__Your assignment__:
How many lines in the records below contain the word "submitted"? State that number and nothing more.

[Items from a dataset]
_ _ _

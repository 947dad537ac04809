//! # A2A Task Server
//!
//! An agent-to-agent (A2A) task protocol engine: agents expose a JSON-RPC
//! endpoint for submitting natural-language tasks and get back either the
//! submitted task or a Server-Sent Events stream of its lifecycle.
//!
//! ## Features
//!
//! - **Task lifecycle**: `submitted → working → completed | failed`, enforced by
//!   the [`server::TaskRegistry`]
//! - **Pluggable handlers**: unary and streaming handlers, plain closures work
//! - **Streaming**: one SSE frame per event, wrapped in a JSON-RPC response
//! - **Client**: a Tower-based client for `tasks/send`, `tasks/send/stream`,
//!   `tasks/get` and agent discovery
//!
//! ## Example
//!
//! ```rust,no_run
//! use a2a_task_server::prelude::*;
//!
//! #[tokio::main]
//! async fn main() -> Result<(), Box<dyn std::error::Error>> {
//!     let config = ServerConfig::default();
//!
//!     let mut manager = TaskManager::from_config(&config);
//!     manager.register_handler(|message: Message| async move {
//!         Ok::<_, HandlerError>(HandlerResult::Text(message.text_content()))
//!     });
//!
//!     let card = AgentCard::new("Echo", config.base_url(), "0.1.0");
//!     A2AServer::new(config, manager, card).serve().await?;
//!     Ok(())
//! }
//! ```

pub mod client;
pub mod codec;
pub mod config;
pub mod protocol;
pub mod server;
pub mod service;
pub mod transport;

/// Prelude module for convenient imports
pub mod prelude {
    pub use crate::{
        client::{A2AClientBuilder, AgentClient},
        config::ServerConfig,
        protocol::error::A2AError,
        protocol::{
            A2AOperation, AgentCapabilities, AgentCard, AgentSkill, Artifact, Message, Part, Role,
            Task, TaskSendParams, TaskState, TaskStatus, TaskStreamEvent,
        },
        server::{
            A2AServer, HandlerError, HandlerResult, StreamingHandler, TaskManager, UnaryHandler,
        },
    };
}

_ _ _

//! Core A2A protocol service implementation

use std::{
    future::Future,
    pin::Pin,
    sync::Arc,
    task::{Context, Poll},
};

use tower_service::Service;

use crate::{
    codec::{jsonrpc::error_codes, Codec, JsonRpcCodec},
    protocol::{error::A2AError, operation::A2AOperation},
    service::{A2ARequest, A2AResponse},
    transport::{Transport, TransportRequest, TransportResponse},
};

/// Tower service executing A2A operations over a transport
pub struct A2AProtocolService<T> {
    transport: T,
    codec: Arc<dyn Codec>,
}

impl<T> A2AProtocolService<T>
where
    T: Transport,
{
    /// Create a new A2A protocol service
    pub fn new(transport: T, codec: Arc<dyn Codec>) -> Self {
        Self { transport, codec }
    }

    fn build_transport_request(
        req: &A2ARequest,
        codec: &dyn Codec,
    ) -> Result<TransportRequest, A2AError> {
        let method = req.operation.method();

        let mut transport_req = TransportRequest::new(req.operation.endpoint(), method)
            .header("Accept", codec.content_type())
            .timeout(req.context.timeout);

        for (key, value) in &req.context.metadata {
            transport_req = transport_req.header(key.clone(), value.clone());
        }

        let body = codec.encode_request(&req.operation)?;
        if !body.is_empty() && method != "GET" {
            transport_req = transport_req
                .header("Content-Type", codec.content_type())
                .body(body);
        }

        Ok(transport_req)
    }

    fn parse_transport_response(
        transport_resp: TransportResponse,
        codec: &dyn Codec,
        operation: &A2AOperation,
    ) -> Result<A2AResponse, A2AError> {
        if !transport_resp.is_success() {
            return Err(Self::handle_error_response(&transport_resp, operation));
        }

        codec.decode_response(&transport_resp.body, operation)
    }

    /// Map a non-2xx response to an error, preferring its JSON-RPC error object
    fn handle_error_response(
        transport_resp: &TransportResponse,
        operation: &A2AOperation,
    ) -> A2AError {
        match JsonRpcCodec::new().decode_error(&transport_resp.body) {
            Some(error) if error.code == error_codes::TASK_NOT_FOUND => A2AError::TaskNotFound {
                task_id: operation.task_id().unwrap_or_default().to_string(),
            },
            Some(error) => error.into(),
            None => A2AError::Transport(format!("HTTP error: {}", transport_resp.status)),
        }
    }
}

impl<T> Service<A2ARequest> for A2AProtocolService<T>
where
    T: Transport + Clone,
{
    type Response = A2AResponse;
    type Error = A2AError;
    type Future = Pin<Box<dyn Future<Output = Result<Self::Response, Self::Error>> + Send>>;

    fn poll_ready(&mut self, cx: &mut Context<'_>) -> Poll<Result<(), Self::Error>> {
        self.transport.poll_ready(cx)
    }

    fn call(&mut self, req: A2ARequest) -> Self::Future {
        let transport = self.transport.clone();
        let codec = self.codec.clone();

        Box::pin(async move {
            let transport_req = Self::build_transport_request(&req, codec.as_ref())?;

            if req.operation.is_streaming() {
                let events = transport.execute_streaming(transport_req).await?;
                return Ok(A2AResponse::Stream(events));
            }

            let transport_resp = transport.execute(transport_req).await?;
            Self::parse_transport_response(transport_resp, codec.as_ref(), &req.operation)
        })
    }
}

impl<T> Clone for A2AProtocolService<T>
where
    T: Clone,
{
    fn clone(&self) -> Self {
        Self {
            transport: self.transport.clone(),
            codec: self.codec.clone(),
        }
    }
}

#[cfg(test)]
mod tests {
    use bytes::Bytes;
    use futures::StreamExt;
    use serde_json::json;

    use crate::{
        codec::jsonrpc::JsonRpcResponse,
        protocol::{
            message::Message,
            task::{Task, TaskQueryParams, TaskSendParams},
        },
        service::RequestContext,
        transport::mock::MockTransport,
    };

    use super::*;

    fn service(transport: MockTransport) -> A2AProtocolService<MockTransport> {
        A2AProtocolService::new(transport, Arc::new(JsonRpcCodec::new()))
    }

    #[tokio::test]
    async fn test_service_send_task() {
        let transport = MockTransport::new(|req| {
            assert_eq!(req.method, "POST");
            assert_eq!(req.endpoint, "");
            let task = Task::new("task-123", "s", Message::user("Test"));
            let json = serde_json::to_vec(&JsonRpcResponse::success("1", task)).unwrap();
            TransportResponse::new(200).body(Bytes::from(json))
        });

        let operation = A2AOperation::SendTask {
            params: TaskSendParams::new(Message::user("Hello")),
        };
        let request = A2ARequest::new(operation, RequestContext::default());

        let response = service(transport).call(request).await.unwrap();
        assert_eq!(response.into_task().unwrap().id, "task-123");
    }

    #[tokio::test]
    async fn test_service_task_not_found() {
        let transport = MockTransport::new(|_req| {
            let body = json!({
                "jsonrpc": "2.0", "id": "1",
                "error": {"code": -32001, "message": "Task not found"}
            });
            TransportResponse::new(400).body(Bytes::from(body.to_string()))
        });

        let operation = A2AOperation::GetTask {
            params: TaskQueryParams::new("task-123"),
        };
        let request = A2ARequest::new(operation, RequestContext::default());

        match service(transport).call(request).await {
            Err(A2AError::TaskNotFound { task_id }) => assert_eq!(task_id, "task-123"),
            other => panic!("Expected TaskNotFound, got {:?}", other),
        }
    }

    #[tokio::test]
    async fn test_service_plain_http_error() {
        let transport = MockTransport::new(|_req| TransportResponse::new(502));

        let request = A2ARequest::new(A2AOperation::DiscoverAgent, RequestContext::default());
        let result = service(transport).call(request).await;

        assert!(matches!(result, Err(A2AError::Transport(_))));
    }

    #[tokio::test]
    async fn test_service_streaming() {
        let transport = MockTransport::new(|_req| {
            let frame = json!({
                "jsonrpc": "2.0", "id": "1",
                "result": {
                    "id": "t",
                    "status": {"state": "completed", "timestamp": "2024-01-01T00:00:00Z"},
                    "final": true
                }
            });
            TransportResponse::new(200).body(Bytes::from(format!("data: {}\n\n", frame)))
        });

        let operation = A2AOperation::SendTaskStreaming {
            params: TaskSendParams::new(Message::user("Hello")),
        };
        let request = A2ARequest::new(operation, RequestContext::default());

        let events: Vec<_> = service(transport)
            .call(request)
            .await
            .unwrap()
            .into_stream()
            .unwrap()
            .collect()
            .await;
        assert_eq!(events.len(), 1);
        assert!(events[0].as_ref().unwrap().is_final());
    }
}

_ _ _

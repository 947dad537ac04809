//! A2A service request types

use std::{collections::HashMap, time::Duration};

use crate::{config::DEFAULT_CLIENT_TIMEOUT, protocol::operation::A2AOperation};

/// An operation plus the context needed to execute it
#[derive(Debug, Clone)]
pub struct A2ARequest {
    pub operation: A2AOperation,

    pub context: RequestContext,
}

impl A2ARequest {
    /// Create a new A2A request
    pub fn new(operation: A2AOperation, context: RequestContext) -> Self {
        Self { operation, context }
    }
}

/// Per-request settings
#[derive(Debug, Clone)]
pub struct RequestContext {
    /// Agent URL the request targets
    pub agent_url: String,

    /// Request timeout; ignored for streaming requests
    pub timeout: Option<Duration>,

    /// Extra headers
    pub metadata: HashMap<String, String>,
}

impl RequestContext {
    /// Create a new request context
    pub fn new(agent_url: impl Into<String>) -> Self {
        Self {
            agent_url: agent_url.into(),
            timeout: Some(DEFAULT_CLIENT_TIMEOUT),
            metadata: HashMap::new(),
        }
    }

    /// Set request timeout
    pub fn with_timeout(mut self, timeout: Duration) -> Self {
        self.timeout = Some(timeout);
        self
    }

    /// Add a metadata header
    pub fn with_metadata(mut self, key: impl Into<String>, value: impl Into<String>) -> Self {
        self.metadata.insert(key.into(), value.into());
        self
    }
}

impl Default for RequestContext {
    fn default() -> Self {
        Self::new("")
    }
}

_ _ _

__Reply to the task__:
2